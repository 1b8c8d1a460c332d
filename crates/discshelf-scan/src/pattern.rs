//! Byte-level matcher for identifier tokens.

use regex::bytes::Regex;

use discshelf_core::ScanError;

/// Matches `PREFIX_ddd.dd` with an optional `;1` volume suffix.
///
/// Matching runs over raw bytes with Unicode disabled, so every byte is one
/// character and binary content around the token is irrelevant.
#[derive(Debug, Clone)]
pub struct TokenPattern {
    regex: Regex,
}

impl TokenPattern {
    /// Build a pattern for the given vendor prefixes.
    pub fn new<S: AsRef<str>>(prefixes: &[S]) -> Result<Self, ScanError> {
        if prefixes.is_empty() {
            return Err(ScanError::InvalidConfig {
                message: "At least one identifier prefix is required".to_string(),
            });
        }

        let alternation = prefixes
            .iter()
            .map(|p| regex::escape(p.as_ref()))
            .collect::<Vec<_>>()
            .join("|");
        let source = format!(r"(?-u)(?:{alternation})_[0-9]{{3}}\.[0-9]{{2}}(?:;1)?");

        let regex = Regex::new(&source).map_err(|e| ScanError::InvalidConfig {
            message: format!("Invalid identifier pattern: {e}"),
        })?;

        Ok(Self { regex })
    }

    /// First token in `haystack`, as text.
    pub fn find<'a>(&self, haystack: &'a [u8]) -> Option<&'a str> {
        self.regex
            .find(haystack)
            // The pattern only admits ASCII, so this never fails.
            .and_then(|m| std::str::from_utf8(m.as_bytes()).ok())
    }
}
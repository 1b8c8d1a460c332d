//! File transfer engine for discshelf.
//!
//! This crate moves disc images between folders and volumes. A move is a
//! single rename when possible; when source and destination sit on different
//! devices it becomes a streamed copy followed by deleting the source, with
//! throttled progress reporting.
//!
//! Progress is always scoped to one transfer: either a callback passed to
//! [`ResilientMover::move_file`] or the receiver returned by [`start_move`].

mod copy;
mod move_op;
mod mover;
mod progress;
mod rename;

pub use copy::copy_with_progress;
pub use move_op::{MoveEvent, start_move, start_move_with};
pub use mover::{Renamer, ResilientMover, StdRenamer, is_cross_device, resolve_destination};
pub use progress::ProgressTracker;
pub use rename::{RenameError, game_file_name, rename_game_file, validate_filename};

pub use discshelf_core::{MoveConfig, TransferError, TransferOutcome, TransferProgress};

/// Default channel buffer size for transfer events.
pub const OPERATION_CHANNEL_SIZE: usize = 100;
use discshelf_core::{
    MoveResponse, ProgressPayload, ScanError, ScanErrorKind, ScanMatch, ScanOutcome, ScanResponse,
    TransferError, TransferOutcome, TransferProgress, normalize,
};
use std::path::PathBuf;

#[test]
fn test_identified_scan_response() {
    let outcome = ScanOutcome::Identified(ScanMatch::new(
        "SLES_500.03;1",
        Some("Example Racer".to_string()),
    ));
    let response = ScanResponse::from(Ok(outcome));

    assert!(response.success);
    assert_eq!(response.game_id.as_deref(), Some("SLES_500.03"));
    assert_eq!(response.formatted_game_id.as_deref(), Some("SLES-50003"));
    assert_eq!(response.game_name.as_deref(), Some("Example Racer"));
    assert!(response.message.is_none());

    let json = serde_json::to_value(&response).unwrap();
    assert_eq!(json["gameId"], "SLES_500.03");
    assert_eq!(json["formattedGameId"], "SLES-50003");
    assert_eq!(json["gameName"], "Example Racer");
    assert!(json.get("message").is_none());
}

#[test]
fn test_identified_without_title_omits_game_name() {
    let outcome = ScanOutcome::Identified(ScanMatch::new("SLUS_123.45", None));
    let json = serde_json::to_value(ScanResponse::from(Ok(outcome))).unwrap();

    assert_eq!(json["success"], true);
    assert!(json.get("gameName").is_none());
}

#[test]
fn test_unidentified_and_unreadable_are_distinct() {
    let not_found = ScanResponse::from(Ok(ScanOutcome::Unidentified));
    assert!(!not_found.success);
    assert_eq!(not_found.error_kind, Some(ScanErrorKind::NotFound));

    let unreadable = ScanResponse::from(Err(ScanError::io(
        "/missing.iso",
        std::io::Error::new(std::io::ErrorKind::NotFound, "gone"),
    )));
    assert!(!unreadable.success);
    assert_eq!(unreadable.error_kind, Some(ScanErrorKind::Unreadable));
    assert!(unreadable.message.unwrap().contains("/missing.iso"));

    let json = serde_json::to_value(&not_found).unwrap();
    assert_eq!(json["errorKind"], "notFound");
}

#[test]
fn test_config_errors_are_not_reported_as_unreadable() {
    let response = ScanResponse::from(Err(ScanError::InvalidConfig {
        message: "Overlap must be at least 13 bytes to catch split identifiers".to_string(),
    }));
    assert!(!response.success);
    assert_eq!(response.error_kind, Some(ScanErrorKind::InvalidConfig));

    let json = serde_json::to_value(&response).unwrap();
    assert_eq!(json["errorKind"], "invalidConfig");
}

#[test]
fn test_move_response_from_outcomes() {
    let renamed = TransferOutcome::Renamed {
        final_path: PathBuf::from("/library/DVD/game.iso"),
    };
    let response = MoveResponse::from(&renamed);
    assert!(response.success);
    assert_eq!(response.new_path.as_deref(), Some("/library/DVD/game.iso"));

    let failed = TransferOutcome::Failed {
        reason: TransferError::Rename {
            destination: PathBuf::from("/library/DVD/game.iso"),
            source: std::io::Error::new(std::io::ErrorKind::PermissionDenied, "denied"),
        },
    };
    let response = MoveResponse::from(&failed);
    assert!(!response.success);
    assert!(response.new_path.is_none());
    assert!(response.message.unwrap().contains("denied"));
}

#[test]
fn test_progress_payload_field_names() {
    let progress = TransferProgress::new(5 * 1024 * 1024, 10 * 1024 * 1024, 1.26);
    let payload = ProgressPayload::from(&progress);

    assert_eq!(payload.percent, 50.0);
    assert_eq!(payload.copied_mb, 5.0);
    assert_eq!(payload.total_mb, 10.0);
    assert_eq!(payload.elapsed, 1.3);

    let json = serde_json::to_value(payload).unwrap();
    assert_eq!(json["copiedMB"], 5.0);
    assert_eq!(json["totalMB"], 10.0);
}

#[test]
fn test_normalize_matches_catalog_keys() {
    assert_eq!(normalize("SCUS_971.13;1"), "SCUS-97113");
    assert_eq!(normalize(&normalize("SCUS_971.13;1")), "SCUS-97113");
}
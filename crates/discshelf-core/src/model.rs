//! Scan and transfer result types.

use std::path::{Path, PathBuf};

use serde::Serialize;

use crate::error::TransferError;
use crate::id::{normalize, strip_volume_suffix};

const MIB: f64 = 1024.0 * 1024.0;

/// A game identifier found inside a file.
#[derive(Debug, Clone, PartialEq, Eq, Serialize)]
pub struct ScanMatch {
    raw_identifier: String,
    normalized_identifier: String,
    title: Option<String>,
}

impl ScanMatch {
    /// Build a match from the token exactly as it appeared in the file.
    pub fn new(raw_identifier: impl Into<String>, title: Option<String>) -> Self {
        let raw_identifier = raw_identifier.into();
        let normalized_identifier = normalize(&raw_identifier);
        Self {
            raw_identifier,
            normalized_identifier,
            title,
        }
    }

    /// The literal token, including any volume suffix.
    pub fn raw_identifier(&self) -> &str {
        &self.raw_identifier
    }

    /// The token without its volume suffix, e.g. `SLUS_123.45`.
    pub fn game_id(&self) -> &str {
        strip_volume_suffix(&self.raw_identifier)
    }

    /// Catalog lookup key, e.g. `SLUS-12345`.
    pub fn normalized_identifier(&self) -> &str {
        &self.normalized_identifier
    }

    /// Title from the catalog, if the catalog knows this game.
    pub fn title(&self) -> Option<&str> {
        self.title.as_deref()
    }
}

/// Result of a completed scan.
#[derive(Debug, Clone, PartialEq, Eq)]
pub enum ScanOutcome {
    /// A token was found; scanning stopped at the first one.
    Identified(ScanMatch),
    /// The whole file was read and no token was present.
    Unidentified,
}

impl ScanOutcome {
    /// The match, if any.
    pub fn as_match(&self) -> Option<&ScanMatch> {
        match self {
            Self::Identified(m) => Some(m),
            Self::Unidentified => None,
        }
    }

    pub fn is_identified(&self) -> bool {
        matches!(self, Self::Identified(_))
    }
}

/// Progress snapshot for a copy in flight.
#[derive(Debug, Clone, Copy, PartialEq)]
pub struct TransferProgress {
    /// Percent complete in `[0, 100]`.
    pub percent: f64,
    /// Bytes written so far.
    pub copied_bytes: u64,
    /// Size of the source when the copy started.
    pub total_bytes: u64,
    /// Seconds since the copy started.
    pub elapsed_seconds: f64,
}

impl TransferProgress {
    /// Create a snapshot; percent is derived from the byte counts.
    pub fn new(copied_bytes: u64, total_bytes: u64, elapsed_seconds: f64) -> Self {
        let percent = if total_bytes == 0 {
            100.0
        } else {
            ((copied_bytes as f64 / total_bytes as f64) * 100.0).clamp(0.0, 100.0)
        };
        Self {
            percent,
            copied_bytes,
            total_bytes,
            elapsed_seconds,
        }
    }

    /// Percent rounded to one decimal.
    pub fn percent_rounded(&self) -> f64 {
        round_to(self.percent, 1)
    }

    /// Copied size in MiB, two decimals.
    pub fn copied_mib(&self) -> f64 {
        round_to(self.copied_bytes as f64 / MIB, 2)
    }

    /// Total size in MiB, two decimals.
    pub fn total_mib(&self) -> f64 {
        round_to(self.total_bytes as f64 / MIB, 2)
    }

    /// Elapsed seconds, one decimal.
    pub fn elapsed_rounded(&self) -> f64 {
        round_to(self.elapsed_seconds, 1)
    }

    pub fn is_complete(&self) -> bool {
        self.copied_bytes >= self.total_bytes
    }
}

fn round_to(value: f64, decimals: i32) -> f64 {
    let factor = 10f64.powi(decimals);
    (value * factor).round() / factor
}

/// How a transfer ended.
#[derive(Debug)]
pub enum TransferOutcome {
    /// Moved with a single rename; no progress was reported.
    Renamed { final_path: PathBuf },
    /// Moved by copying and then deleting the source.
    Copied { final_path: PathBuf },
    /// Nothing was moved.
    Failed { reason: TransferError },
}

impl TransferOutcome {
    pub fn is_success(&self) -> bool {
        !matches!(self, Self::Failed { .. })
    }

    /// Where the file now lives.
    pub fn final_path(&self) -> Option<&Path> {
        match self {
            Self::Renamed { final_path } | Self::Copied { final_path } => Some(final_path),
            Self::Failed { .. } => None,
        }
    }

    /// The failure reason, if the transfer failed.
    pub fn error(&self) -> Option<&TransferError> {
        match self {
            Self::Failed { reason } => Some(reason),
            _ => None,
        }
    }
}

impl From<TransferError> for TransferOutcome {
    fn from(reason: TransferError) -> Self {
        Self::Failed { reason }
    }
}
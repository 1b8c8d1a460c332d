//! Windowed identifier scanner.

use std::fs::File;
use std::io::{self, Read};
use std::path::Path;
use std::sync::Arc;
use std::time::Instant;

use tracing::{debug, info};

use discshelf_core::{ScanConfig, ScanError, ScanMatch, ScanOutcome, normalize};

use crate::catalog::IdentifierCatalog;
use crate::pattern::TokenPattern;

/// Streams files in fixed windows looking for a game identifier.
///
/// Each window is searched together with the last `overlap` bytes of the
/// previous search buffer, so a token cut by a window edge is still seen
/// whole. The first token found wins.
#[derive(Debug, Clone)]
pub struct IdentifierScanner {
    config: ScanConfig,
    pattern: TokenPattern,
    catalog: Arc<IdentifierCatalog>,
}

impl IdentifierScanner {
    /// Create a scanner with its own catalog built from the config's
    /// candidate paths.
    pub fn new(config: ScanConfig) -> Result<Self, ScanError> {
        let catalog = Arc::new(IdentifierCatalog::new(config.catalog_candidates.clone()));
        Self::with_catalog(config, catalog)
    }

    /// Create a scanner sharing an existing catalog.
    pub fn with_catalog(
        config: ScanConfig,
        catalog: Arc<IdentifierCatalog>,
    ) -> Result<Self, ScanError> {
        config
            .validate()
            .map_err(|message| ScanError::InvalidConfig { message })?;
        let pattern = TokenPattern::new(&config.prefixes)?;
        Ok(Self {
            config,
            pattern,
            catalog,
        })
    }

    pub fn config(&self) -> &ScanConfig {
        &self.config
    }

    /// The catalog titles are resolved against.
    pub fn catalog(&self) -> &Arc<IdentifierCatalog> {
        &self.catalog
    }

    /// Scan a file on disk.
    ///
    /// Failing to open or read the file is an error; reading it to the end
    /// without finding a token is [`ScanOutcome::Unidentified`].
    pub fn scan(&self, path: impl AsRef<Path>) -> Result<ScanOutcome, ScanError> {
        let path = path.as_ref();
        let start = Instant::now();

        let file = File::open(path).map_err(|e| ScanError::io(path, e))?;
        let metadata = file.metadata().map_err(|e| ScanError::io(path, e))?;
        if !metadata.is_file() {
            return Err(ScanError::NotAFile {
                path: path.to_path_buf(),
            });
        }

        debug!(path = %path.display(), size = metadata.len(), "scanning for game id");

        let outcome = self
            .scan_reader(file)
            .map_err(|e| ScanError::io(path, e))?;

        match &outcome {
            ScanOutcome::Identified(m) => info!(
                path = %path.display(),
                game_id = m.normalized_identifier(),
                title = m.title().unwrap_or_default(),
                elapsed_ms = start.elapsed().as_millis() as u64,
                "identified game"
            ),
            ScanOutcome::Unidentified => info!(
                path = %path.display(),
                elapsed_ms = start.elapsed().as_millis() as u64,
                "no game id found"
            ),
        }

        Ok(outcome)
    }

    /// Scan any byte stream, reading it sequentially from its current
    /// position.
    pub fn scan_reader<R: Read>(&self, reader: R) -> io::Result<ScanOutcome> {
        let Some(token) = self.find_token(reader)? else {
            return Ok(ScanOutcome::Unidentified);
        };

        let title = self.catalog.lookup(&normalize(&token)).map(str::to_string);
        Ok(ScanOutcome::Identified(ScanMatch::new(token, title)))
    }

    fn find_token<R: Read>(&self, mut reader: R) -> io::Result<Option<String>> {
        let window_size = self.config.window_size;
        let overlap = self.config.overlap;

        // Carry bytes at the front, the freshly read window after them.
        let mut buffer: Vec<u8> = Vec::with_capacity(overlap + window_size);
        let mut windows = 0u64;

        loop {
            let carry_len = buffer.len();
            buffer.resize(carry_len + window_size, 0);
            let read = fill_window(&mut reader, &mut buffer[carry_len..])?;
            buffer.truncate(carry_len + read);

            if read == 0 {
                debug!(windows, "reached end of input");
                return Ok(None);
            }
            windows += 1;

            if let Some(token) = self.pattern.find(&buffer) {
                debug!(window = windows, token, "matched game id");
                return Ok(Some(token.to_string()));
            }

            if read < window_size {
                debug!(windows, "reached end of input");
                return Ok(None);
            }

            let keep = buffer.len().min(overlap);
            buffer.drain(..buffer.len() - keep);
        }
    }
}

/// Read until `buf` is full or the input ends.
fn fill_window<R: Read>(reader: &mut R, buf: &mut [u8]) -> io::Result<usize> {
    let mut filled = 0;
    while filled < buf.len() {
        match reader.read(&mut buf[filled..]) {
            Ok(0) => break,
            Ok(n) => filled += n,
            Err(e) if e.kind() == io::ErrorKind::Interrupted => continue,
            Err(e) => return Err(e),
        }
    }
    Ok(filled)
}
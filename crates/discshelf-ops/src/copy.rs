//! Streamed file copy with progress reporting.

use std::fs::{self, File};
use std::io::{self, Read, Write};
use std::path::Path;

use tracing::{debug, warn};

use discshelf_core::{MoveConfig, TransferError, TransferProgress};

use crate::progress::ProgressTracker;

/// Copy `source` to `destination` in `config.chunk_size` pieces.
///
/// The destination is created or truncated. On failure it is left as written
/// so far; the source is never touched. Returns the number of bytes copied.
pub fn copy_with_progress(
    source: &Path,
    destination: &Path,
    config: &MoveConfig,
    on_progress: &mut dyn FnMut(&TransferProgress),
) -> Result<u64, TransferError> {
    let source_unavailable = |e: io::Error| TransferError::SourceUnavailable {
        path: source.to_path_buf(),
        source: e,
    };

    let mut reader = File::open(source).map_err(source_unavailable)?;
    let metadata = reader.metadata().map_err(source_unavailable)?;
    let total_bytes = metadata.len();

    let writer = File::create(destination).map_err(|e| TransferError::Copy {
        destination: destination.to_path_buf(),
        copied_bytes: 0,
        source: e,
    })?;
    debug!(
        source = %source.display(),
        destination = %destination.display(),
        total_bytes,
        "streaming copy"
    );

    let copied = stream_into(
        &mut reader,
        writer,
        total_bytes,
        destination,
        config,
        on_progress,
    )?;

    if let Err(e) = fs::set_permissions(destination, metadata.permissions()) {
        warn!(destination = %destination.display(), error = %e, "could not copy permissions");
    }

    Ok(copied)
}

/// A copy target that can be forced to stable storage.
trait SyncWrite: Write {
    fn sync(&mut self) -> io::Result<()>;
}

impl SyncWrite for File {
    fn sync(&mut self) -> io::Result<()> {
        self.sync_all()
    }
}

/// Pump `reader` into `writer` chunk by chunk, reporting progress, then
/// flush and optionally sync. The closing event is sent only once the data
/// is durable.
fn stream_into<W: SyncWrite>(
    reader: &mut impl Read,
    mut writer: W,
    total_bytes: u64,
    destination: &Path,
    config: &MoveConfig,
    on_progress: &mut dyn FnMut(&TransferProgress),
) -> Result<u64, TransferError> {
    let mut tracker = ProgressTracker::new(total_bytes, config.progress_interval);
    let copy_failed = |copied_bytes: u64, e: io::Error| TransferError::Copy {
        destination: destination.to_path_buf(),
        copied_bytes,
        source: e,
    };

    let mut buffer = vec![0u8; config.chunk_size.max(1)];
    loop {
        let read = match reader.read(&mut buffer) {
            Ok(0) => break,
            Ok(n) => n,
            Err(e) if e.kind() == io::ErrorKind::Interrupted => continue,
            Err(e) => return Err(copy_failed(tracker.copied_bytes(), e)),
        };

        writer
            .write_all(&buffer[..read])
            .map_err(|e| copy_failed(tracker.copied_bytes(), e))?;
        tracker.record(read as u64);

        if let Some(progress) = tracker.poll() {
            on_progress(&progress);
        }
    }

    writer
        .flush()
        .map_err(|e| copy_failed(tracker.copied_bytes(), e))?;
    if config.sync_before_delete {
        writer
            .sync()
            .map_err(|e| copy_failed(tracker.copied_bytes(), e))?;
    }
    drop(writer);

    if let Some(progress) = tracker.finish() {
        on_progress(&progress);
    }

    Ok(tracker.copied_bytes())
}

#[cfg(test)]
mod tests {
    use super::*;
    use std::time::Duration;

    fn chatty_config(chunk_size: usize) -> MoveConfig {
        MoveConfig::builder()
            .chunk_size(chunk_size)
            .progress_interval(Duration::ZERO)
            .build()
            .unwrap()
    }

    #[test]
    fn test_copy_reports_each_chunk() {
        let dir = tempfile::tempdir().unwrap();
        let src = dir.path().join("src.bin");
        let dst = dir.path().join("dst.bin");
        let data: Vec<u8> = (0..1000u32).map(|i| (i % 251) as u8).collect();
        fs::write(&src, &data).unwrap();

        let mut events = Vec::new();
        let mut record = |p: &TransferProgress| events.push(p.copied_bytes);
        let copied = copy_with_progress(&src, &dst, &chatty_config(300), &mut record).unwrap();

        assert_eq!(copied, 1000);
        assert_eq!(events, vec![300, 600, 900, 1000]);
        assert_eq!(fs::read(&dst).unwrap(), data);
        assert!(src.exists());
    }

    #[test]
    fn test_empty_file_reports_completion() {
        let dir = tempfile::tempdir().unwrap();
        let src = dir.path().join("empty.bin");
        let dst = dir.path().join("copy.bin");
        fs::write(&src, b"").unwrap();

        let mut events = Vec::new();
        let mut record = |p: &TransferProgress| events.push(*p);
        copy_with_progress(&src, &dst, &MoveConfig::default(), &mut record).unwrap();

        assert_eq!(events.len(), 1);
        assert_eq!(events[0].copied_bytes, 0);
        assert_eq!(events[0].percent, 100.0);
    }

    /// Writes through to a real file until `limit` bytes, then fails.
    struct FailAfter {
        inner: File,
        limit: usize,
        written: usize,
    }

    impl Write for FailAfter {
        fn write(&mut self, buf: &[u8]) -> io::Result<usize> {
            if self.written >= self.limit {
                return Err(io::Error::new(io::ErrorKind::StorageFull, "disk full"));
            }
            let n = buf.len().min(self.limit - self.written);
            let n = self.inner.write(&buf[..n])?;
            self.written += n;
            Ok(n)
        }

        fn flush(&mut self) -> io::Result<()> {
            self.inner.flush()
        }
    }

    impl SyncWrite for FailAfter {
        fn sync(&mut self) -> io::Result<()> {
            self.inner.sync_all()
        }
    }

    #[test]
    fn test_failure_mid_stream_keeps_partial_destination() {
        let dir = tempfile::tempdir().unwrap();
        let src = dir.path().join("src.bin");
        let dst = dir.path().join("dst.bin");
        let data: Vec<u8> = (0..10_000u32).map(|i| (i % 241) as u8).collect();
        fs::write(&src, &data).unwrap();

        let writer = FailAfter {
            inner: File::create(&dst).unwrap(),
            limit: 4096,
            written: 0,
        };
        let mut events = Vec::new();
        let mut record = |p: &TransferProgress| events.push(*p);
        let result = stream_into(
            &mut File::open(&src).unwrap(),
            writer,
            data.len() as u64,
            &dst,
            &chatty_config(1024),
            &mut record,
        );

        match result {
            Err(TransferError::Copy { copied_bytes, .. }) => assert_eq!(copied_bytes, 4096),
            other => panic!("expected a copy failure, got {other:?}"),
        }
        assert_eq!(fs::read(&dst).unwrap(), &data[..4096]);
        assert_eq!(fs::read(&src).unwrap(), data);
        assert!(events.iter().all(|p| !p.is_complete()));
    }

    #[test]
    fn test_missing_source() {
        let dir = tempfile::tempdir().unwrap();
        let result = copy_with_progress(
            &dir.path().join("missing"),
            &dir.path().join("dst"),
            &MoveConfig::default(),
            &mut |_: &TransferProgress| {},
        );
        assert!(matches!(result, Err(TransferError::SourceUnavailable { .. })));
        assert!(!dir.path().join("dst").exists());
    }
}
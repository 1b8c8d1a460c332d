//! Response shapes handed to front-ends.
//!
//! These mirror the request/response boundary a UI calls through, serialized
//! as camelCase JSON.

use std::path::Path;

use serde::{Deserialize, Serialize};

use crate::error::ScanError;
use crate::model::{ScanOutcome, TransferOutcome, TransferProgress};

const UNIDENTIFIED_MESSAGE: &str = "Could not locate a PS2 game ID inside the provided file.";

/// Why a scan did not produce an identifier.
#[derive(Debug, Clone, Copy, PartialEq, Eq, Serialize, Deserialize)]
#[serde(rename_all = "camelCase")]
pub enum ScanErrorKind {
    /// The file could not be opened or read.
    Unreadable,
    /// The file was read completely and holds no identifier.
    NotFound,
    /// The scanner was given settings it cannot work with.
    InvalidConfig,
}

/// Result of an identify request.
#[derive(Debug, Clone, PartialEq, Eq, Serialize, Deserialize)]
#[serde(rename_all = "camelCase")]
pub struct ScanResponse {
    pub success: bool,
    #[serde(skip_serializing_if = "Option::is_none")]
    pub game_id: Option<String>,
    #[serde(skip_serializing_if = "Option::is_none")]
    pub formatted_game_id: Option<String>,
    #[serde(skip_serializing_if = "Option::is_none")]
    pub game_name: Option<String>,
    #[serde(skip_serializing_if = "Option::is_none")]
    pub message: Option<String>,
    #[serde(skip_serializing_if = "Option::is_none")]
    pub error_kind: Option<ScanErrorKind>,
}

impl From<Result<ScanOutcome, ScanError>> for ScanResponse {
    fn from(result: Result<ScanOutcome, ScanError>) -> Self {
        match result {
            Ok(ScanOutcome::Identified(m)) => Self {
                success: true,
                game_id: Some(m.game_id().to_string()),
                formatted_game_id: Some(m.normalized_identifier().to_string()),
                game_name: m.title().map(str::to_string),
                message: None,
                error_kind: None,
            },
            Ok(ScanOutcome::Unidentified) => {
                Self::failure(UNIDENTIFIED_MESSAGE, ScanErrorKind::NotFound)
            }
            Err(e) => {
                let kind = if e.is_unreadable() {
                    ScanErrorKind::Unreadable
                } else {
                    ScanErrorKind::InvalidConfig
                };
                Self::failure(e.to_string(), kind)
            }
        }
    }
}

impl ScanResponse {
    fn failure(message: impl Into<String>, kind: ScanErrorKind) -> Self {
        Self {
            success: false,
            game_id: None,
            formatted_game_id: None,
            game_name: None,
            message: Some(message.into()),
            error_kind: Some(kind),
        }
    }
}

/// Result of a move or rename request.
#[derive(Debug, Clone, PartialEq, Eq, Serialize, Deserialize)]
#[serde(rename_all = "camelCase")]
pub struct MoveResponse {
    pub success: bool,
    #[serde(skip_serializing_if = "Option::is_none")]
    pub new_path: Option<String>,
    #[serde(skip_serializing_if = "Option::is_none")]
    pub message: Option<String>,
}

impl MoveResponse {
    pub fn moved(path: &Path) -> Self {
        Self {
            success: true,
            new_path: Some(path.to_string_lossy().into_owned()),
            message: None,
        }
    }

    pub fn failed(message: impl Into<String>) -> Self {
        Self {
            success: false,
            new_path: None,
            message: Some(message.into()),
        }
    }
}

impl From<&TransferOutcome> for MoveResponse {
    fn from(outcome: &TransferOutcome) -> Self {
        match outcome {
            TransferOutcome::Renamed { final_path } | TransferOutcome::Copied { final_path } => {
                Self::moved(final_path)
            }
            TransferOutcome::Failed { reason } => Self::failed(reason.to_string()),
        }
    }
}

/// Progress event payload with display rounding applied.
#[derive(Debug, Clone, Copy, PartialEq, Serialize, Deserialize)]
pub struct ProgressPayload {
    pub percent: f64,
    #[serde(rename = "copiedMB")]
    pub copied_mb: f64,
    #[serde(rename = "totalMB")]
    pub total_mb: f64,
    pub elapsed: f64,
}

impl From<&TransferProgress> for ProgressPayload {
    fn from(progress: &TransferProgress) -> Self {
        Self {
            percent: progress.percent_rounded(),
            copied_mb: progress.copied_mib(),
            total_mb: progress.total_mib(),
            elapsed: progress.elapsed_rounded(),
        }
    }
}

◆ Task instructions ◆
Check each line of the records for the word "tracing" and extract those that contain it.

◆ Solution to this task ◆
use tracing::{debug, info};
use tracing::{debug, warn};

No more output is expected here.